While the fantastical world of space and the stars has been revived recently, thanks to images taken by the James Webb and Hubble telescopes exploring exoplanets and revealing a number of cosmic enigmas, it was particularly prominent in the 1950s and 1960s, when the conquest of space was just beginning. It is perhaps no coincidence that at the very moment when the rediscovery of the stars is being played out before our very eyes, the aesthetic imagination of objects associated with science fiction is being redeployed on all sides. In the world of design, we have been witnessing for several years now a return to what historians of design and architecture have called the "space age". This particular moment in the history of domestic forms and objects, born in California, was associated with a certain idea of futurism and the utopia of the conquest of space.
It was in the utopian lair of the 1960s that designers and architects, fascinated by rockets taking to the skies and cosmonauts discovering the Moon, began to grow wings on the Californian coast.
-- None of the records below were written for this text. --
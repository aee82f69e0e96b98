//! Fetch task value objects

use ssp_common::Sport;
use std::fmt;
use std::path::{Path, PathBuf};

/// File name of a day's index document inside its partition
pub const SCHEDULED_EVENTS_FILE: &str = "scheduled-events.json";

/// Suffix appended to an artifact once it has been compressed
pub const ARCHIVE_SUFFIX: &str = ".tar.gz";

/// Per-event detail endpoints, in fetch order
#[derive(Debug, Clone, Copy, PartialEq, Eq, Hash)]
pub enum DetailKind {
    Statistics,
    Incidents,
    Votes,
    Graph,
}

impl DetailKind {
    pub const ALL: [DetailKind; 4] = [
        DetailKind::Statistics,
        DetailKind::Incidents,
        DetailKind::Votes,
        DetailKind::Graph,
    ];

    pub fn as_str(&self) -> &'static str {
        match self {
            DetailKind::Statistics => "statistics",
            DetailKind::Incidents => "incidents",
            DetailKind::Votes => "votes",
            DetailKind::Graph => "graph",
        }
    }
}

impl fmt::Display for DetailKind {
    fn fmt(&self, f: &mut fmt::Formatter<'_>) -> fmt::Result {
        f.write_str(self.as_str())
    }
}

/// A calendar date produced by the enumerator
#[derive(Debug, Clone, Copy, PartialEq, Eq, PartialOrd, Ord, Hash)]
pub struct CalendarDay {
    pub year: i32,
    pub month: u32,
    pub day: u32,
}

impl CalendarDay {
    pub fn new(year: i32, month: u32, day: u32) -> Self {
        Self { year, month, day }
    }

    /// Zero-padded (year, month, day) directory names
    pub fn segments(&self) -> (String, String, String) {
        (
            self.year.to_string(),
            format!("{:02}", self.month),
            format!("{:02}", self.day),
        )
    }

    /// `YYYY/MM/DD`
    pub fn path_fragment(&self) -> String {
        let (y, m, d) = self.segments();
        format!("{}/{}/{}", y, m, d)
    }

    /// `YYYY-MM-DD`, as used in the scheduled-events URL
    pub fn url_date(&self) -> String {
        let (y, m, d) = self.segments();
        format!("{}-{}-{}", y, m, d)
    }
}

impl fmt::Display for CalendarDay {
    fn fmt(&self, f: &mut fmt::Formatter<'_>) -> fmt::Result {
        f.write_str(&self.path_fragment())
    }
}

/// One unit of download work: where to GET from and where to store it
#[derive(Debug, Clone, PartialEq, Eq)]
pub struct FetchTask {
    pub url: String,
    pub dir: PathBuf,
    pub filename: String,
}

impl FetchTask {
    pub fn new(url: impl Into<String>, dir: impl Into<PathBuf>, filename: impl Into<String>) -> Self {
        Self {
            url: url.into(),
            dir: dir.into(),
            filename: filename.into(),
        }
    }

    /// Index fetch for one sport and day
    pub fn scheduled_events(base_url: &str, root: &Path, sport: Sport, day: CalendarDay) -> Self {
        let (y, m, d) = day.segments();
        Self::new(
            format!(
                "{}/api/v1/sport/{}/scheduled-events/{}",
                base_url,
                sport,
                day.url_date()
            ),
            root.join(y).join(m).join(d).join(sport.as_str()),
            SCHEDULED_EVENTS_FILE,
        )
    }

    /// Detail fetch for one event, stored next to its index in `partition`
    pub fn detail(base_url: &str, partition: &Path, event_id: i64, kind: DetailKind) -> Self {
        Self::new(
            format!("{}/api/v1/event/{}/{}", base_url, event_id, kind),
            partition,
            format!("{}-{}.json", event_id, kind),
        )
    }

    /// Raw (uncompressed) artifact path
    pub fn raw_path(&self) -> PathBuf {
        self.dir.join(&self.filename)
    }

    /// Compressed artifact path (`<file>.tar.gz`)
    pub fn archive_path(&self) -> PathBuf {
        self.dir.join(format!("{}{}", self.filename, ARCHIVE_SUFFIX))
    }
}

/// Non-error result of a download
#[derive(Debug, Clone, Copy, PartialEq, Eq)]
pub enum FetchOutcome {
    /// Artifact already present, no request issued
    Skipped,
    /// HTTP 200, body archived
    Fetched,
    /// HTTP 404, body archived as a "no data" marker
    NotFound,
}
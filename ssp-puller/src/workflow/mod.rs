//! Export pipelines
//!
//! Two independent pipelines share the download primitive:
//! - **Scheduled events** (reconciliation): calendar enumerator → one index
//!   fetch per day
//! - **Event data** (main export): replay every captured index on disk →
//!   four detail fetches per event
//!
//! Each invocation owns its own [`ErrorBudget`].

pub mod event_data;
pub mod scheduled_events;

pub use event_data::EventDataJob;
pub use scheduled_events::ScheduledEventsJob;

use crate::config::PullerSettings;
use crate::error::PullerResult;
use crate::models::{FetchTask, RunStats};
use crate::services::{ApiEndpoint, Downloader, ErrorBudget, UpstreamClient};
use futures::stream::{FuturesUnordered, StreamExt};
use std::path::{Path, PathBuf};
use tracing::error;

/// Entry point for both export pipelines
pub struct Puller {
    downloader: Downloader,
    endpoint: ApiEndpoint,
    data_root: PathBuf,
    force: bool,
}

impl Puller {
    pub fn new(settings: &PullerSettings) -> PullerResult<Self> {
        let client = UpstreamClient::new(&settings.client)?;
        Ok(Self {
            downloader: Downloader::new(client, settings.data_root.clone()),
            endpoint: settings.endpoint.clone(),
            data_root: settings.data_root.clone(),
            force: settings.force,
        })
    }

    pub fn data_root(&self) -> &Path {
        &self.data_root
    }

    fn base_url(&self) -> String {
        self.endpoint.base_url()
    }

    /// Run `tasks` with at most `parallelism` fetches in flight
    ///
    /// Every failure is logged and charged to `budget`, which is checked
    /// after each completion. Once exceeded no further task is started;
    /// fetches already in flight are awaited, then `TooManyDownloadErrors`
    /// is returned. With `parallelism == 1` tasks run strictly in order.
    pub(crate) async fn run_tasks<I>(
        &self,
        tasks: I,
        parallelism: usize,
        budget: &ErrorBudget,
        stats: &mut RunStats,
        pipeline: &'static str,
    ) -> PullerResult<()>
    where
        I: IntoIterator<Item = FetchTask>,
    {
        budget.check(pipeline)?;

        let force = self.force;
        let downloader = &self.downloader;
        let fetch = move |task: FetchTask| async move {
            let result = downloader.fetch(&task, force).await;
            (task, result)
        };

        let mut pending = tasks.into_iter();
        let mut in_flight = FuturesUnordered::new();

        // Seed initial batch of tasks
        for task in pending.by_ref().take(parallelism.max(1)) {
            in_flight.push(fetch(task));
        }

        while let Some((task, result)) = in_flight.next().await {
            match result {
                Ok(outcome) => stats.record(outcome),
                Err(e) => {
                    error!(url = %task.url, error = %e, "error while downloading");
                    stats.record_failure();
                    budget.record_failure();
                }
            }

            if budget.is_exhausted() {
                continue;
            }
            if let Some(next) = pending.next() {
                in_flight.push(fetch(next));
            }
        }

        budget.check(pipeline)
    }
}
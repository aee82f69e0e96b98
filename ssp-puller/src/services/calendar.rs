//! Calendar enumerator for the scheduled-events reconciliation
//!
//! Walks every day from the start year through a given year using an
//! injected month-length table (no leap-year adjustment).
//!
//! The historical skip rule drops, in the start year only, every
//! `(month, day)` with `month <= start.month && day < start.day`. That
//! compares the day in every earlier month too, not just the start month,
//! so with a start day of 1 nothing is skipped at all. It is kept as the
//! default; [`SkipRule::BeforeStart`] skips exactly the dates preceding the
//! start date.

use crate::models::CalendarDay;
use ssp_common::DaysInMonth;
use std::str::FromStr;

/// Which days of the start year are left out
#[derive(Debug, Clone, Copy, PartialEq, Eq, Default)]
pub enum SkipRule {
    /// `month <= start.month && day < start.day`
    #[default]
    Literal,
    /// Every date strictly before the start date
    BeforeStart,
}

impl FromStr for SkipRule {
    type Err = ssp_common::Error;

    fn from_str(s: &str) -> Result<Self, Self::Err> {
        match s {
            "literal" => Ok(SkipRule::Literal),
            "before-start" => Ok(SkipRule::BeforeStart),
            other => Err(ssp_common::Error::InvalidInput(format!(
                "unknown skip rule {:?} (expected literal or before-start)",
                other
            ))),
        }
    }
}

#[derive(Debug, Clone, Copy)]
pub struct CalendarEnumerator {
    start: CalendarDay,
    table: DaysInMonth,
    rule: SkipRule,
}

impl CalendarEnumerator {
    pub fn new(start: CalendarDay, table: DaysInMonth, rule: SkipRule) -> Self {
        Self { start, table, rule }
    }

    /// Every non-skipped day from January 1st of the start year through
    /// December of `through_year`, in calendar order
    pub fn days(&self, through_year: i32) -> impl Iterator<Item = CalendarDay> {
        let Self { start, table, rule } = *self;

        (start.year..=through_year)
            .flat_map(move |year| {
                (1..=12u32).flat_map(move |month| {
                    (1..=table.days(month)).map(move |day| CalendarDay::new(year, month, day))
                })
            })
            .filter(move |day| !is_skipped(rule, start, *day))
    }
}

fn is_skipped(rule: SkipRule, start: CalendarDay, day: CalendarDay) -> bool {
    if day.year != start.year {
        return false;
    }
    match rule {
        SkipRule::Literal => day.month <= start.month && day.day < start.day,
        SkipRule::BeforeStart => (day.month, day.day) < (start.month, start.day),
    }
}
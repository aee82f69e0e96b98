//! # sspuller Common Library
//!
//! Shared code for the sspuller crates:
//! - Error types
//! - Bootstrap configuration loading and data root resolution
//! - Sport identifiers
//! - Calendar lookup table used by the date enumerator

pub mod calendar;
pub mod config;
pub mod error;
pub mod sport;

pub use calendar::DaysInMonth;
pub use error::{Error, Result};
pub use sport::Sport;
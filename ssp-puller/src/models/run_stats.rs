//! Per-invocation pipeline statistics

use super::FetchOutcome;
use std::fmt;

/// Counters collected while a pipeline runs
#[derive(Debug, Clone, Copy, Default, PartialEq, Eq)]
pub struct RunStats {
    pub fetched: usize,
    pub not_found: usize,
    pub skipped: usize,
    pub failed: usize,
    pub days_processed: usize,
    pub days_skipped: usize,
}

impl RunStats {
    pub fn record(&mut self, outcome: FetchOutcome) {
        match outcome {
            FetchOutcome::Fetched => self.fetched += 1,
            FetchOutcome::NotFound => self.not_found += 1,
            FetchOutcome::Skipped => self.skipped += 1,
        }
    }

    pub fn record_failure(&mut self) {
        self.failed += 1;
    }

    /// Requests that reached the upstream
    pub fn requests(&self) -> usize {
        self.fetched + self.not_found + self.failed
    }
}

impl fmt::Display for RunStats {
    fn fmt(&self, f: &mut fmt::Formatter<'_>) -> fmt::Result {
        write!(
            f,
            "{} fetched, {} not found, {} skipped, {} failed over {} days ({} days skipped)",
            self.fetched,
            self.not_found,
            self.skipped,
            self.failed,
            self.days_processed,
            self.days_skipped
        )
    }
}
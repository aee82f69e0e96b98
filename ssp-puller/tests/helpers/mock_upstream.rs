//! In-process stand-in for the upstream JSON API
//!
//! Serves scripted (status, body) pairs per request path and records every
//! path it was asked for. Unscripted paths get the default status.

use axum::extract::State;
use axum::http::{StatusCode, Uri};
use axum::Router;
use std::collections::HashMap;
use std::net::SocketAddr;
use std::sync::{Arc, Mutex};

#[derive(Clone)]
struct MockState {
    routes: Arc<Mutex<HashMap<String, (StatusCode, String)>>>,
    hits: Arc<Mutex<Vec<String>>>,
    default_status: StatusCode,
}

pub struct MockUpstream {
    addr: SocketAddr,
    state: MockState,
}

impl MockUpstream {
    /// Bind to an ephemeral port and serve in the background
    pub async fn start(default_status: StatusCode) -> Self {
        let state = MockState {
            routes: Arc::new(Mutex::new(HashMap::new())),
            hits: Arc::new(Mutex::new(Vec::new())),
            default_status,
        };

        let app = Router::new().fallback(respond).with_state(state.clone());
        let listener = tokio::net::TcpListener::bind("127.0.0.1:0").await.unwrap();
        let addr = listener.local_addr().unwrap();
        tokio::spawn(async move {
            axum::serve(listener, app).await.unwrap();
        });

        Self { addr, state }
    }

    /// `host:port` to configure as the upstream host
    pub fn host(&self) -> String {
        self.addr.to_string()
    }

    pub fn script(&self, path: &str, status: StatusCode, body: &str) {
        self.state
            .routes
            .lock()
            .unwrap()
            .insert(path.to_string(), (status, body.to_string()));
    }

    pub fn hits(&self) -> Vec<String> {
        self.state.hits.lock().unwrap().clone()
    }

    pub fn hit_count(&self) -> usize {
        self.state.hits.lock().unwrap().len()
    }
}

async fn respond(State(state): State<MockState>, uri: Uri) -> (StatusCode, String) {
    let path = uri.path().to_string();
    state.hits.lock().unwrap().push(path.clone());

    let scripted = state.routes.lock().unwrap().get(&path).cloned();
    match scripted {
        Some(response) => response,
        None if state.default_status == StatusCode::OK => (StatusCode::OK, "{}".to_string()),
        None => (
            state.default_status,
            format!(r#"{{"error":{{"code":{}}}}}"#, state.default_status.as_u16()),
        ),
    }
}
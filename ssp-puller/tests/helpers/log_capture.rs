//! Log capture utilities for testing
//!
//! Collects tracing events so tests can assert on what a pipeline reported.

use std::sync::{Arc, Mutex};
use tracing::Level;
use tracing_subscriber::layer::SubscriberExt;
use tracing_subscriber::util::SubscriberInitExt;

/// Captured log record
#[derive(Debug, Clone)]
pub struct LogRecord {
    pub level: Level,
    pub message: String,
}

/// Log capture layer for testing
#[derive(Clone, Default)]
pub struct LogCapture {
    records: Arc<Mutex<Vec<LogRecord>>>,
}

impl LogCapture {
    pub fn new() -> Self {
        Self::default()
    }

    /// Install as the thread-local default subscriber until the guard drops
    pub fn install(&self) -> tracing::subscriber::DefaultGuard {
        tracing_subscriber::registry().with(self.clone()).set_default()
    }

    pub fn records(&self) -> Vec<LogRecord> {
        self.records.lock().unwrap().clone()
    }

    /// Count messages at `level` containing `pattern`
    pub fn count_matching(&self, level: Level, pattern: &str) -> usize {
        self.records()
            .iter()
            .filter(|r| r.level == level && r.message.contains(pattern))
            .count()
    }
}

impl<S> tracing_subscriber::Layer<S> for LogCapture
where
    S: tracing::Subscriber,
{
    fn on_event(&self, event: &tracing::Event<'_>, _ctx: tracing_subscriber::layer::Context<'_, S>) {
        use tracing::field::Visit;

        struct MessageVisitor {
            message: String,
        }

        impl Visit for MessageVisitor {
            fn record_debug(&mut self, field: &tracing::field::Field, value: &dyn std::fmt::Debug) {
                if field.name() == "message" {
                    self.message = format!("{:?}", value);
                    // Remove surrounding quotes
                    if self.message.starts_with('"') && self.message.ends_with('"') {
                        self.message = self.message[1..self.message.len() - 1].to_string();
                    }
                }
            }
        }

        let mut visitor = MessageVisitor {
            message: String::new(),
        };
        event.record(&mut visitor);

        self.records.lock().unwrap().push(LogRecord {
            level: *event.metadata().level(),
            message: visitor.message,
        });
    }
}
Wings of desire, seeking to conquer other territories, other living spaces, built from new materials.
Stretching beyond the very boundaries of design into the visual arts, cinema and fashion, this "space age" was the unbridled expression of a global aesthetic impulse, in which exploding technology collided with form.
Traces of these new aesthetic impulses can be found in the American architecture of the 1950s, defined by the "Googie" style (a name that comes from a café designed by architect John Lautner that was called Goggie's). John Lautner, who was obsessed with futuristic, minimalist architecture, such as the Chemosphere built in Los Angeles, embodied this movement, along with other builders such as Wayne McAllister (the Hollywood Roosevelt in L.A.) and Eero Saarinen (inventor of the Tulip chair for Knoll). All of them advocated capsular shapes and curved edges, in line with the aesthetic codes of the conquest of space, eradicating the impression of gravity. Imbued with the idea of the future in space, their buildings seemed to hang in the air, often resembling flying saucers. These architects, followed by designers, embraced a new range of materials such as laminated glass, asbestos, plywood, fibreglass, stainless steel and plastic. Ecological issues were not yet at the forefront, and America was thriving on the certainty of its model of over-consumption; the future belonged to it, it still thought.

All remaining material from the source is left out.